The suggested resource use among
the three ecotypes could be caused by the combination of individual
specialists along a resource continuum (Chavarie et al., 2016b). In
other words, although ecotype resource use may appear similar,
individuals within an ecotype may differ in their resource use. One of
these three generalist ecotypes (Ecotype 2; generalist with a tendency
to consume more fish than other ecotypes, referred to here as the
piscivorous ecotype; Fig. 1) showed at least two different feeding
strategies, benthic cannibalism and interspecific piscivory in the
pelagic zone (Chavarie et al., 2016c).
To characterize niche use and individual variation within an ecotype in
relation to observed differentiation of feeding strategies, we focused
this study solely on the piscivorous lake trout ecotype. Fatty acid
analysis assumes that dietary lipids are broken down into their
constituent fatty acids and incorporated relatively unchanged into
consumer tissues (Howell et al., 2003; Iverson, 2009; Iverson et al.,
2004), allowing spatial and temporal diet comparison among individuals
(Duerksen et al., 2014; Eloranta et al., 2011; Hoffmann, 2017; Iverson,
2009; Scharnweber et al., 2016). Fatty acids have been assessed to be a
robust tool to characterize lake trout diets (Happel et al., 2017;
Happel et al., 2016; Iverson, 2009). Thus, fatty acids were used as
trophic bio-indicators to better understand dietary patterns of
piscivorous lake trout and investigate whether variation occurred among
individuals in this ecotype and if individual specialization may be
contributing to the trophic breadth of the ecotype. Specifically, our
aims were to 1) compare resource use among lake trout individuals within
Ecotype 2 (piscivores) by characterizing their fatty acids profiles, 2)

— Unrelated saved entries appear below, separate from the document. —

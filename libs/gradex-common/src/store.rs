//! Storage seam for the judging subsystem.
//!
//! The orchestrator and scoring reconciler only need a handful of narrow
//! verbs; everything else about persistence belongs to the surrounding
//! application. `MemoryStore` backs tests and mock-mode deployments.

use std::collections::HashMap;
use std::sync::Arc;

use async_trait::async_trait;
use parking_lot::RwLock;
use uuid::Uuid;

use crate::error::ExamError;
use crate::types::{Exam, ExamProblem, ExamSession, Problem, SessionStatus, Submission};

#[async_trait]
pub trait ExamStore: Send + Sync {
    async fn get_problem(&self, id: Uuid) -> Result<Option<Problem>, ExamError>;
    async fn get_exam(&self, id: Uuid) -> Result<Option<Exam>, ExamError>;
    async fn get_session(&self, id: Uuid) -> Result<Option<ExamSession>, ExamError>;

    /// Submissions are append-only; a stored submission is never mutated.
    async fn create_submission(&self, submission: Submission) -> Result<(), ExamError>;

    /// Single whole-value write per transition.
    async fn update_session_status(
        &self,
        id: Uuid,
        status: SessionStatus,
    ) -> Result<(), ExamError>;

    /// Single whole-value write; called by the scoring reconciler only.
    async fn update_session_score(&self, id: Uuid, total_score: u32) -> Result<(), ExamError>;

    /// All final submissions for a session, in insertion order.
    async fn final_submissions(&self, session_id: Uuid) -> Result<Vec<Submission>, ExamError>;

    async fn exam_problems(&self, exam_id: Uuid) -> Result<Vec<ExamProblem>, ExamError>;
}

/// In-memory store over lock-guarded maps.
#[derive(Default)]
pub struct MemoryStore {
    problems: RwLock<HashMap<Uuid, Problem>>,
    exams: RwLock<HashMap<Uuid, Exam>>,
    sessions: RwLock<HashMap<Uuid, ExamSession>>,
    exam_problems: RwLock<Vec<ExamProblem>>,
    submissions: RwLock<Vec<Submission>>,
}

impl MemoryStore {
    pub fn new() -> Arc<Self> {
        Arc::new(Self::default())
    }

    pub fn insert_problem(&self, problem: Problem) {
        self.problems.write().insert(problem.id, problem);
    }

    pub fn insert_exam(&self, exam: Exam) {
        self.exams.write().insert(exam.id, exam);
    }

    pub fn insert_session(&self, session: ExamSession) {
        self.sessions.write().insert(session.id, session);
    }

    pub fn insert_exam_problem(&self, row: ExamProblem) {
        self.exam_problems.write().push(row);
    }

    /// Every submission ever recorded, in insertion order. Test helper.
    pub fn submissions(&self) -> Vec<Submission> {
        self.submissions.read().clone()
    }
}

#[async_trait]
impl ExamStore for MemoryStore {
    async fn get_problem(&self, id: Uuid) -> Result<Option<Problem>, ExamError> {
        Ok(self.problems.read().get(&id).cloned())
    }

    async fn get_exam(&self, id: Uuid) -> Result<Option<Exam>, ExamError> {
        Ok(self.exams.read().get(&id).cloned())
    }

    async fn get_session(&self, id: Uuid) -> Result<Option<ExamSession>, ExamError> {
        Ok(self.sessions.read().get(&id).cloned())
    }

    async fn create_submission(&self, submission: Submission) -> Result<(), ExamError> {
        self.submissions.write().push(submission);
        Ok(())
    }

    async fn update_session_status(
        &self,
        id: Uuid,
        status: SessionStatus,
    ) -> Result<(), ExamError> {
        let mut sessions = self.sessions.write();
        let session = sessions
            .get_mut(&id)
            .ok_or(ExamError::SessionInvalid)?;
        session.status = status;
        Ok(())
    }

    async fn update_session_score(&self, id: Uuid, total_score: u32) -> Result<(), ExamError> {
        let mut sessions = self.sessions.write();
        let session = sessions
            .get_mut(&id)
            .ok_or(ExamError::SessionInvalid)?;
        session.total_score = total_score;
        Ok(())
    }

    async fn final_submissions(&self, session_id: Uuid) -> Result<Vec<Submission>, ExamError> {
        Ok(self
            .submissions
            .read()
            .iter()
            .filter(|s| s.session_id == session_id && s.is_final)
            .cloned()
            .collect())
    }

    async fn exam_problems(&self, exam_id: Uuid) -> Result<Vec<ExamProblem>, ExamError> {
        Ok(self
            .exam_problems
            .read()
            .iter()
            .filter(|ep| ep.exam_id == exam_id)
            .cloned()
            .collect())
    }
}

#[cfg(test)]
mod tests {
    use super::*;
    use crate::types::{Language, SubmissionStatus};
    use chrono::Utc;

    fn make_submission(session_id: Uuid, is_final: bool) -> Submission {
        Submission {
            id: Uuid::new_v4(),
            session_id,
            problem_id: Uuid::new_v4(),
            language: Language::Python,
            code: String::new(),
            status: SubmissionStatus::Passed,
            test_results: vec![],
            is_final,
            created_at: Utc::now(),
        }
    }

    #[tokio::test]
    async fn test_final_submissions_filters_non_final() {
        let store = MemoryStore::new();
        let session_id = Uuid::new_v4();

        store.create_submission(make_submission(session_id, false)).await.unwrap();
        store.create_submission(make_submission(session_id, true)).await.unwrap();
        store.create_submission(make_submission(Uuid::new_v4(), true)).await.unwrap();

        let finals = store.final_submissions(session_id).await.unwrap();
        assert_eq!(finals.len(), 1);
        assert!(finals[0].is_final);
    }

    #[tokio::test]
    async fn test_session_updates_are_visible() {
        let store = MemoryStore::new();
        let id = Uuid::new_v4();
        store.insert_session(ExamSession {
            id,
            exam_id: Uuid::new_v4(),
            candidate_name: "ada".to_string(),
            status: SessionStatus::InProgress,
            total_score: 0,
        });

        store.update_session_status(id, SessionStatus::TimedOut).await.unwrap();
        store.update_session_score(id, 40).await.unwrap();

        let session = store.get_session(id).await.unwrap().unwrap();
        assert_eq!(session.status, SessionStatus::TimedOut);
        assert_eq!(session.total_score, 40);
    }

    #[tokio::test]
    async fn test_update_unknown_session_fails() {
        let store = MemoryStore::new();
        let err = store
            .update_session_score(Uuid::new_v4(), 10)
            .await
            .unwrap_err();
        assert!(matches!(err, ExamError::SessionInvalid));
    }
}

determine whether resource-use differences were influenced by
life-history traits (e.g., size and age), 3) characterize and compare
morphological variation among groups that expressed different feeding
strategies, and 4) determine if genetic differences existed among
groups. In addition, we examined a sub-set of large lake trout of this
ecotype from our collections (> 900 mm in fork
length) referred to locally as “Giants” (Fig. 1), to determine if they
showed any ecological and genetic differences from others of this
ecotype. These exceptionally large individuals comprise < 1%
of the lake trout population sampled in Great Bear Lake, and are among
the largest lake trout in the world (Chavarie et al., 2016 ). Except for
their large body-size, these individuals show no major morphological or
spatial and temporal distribution differences relative to other
co-occurring piscivorous lake trout.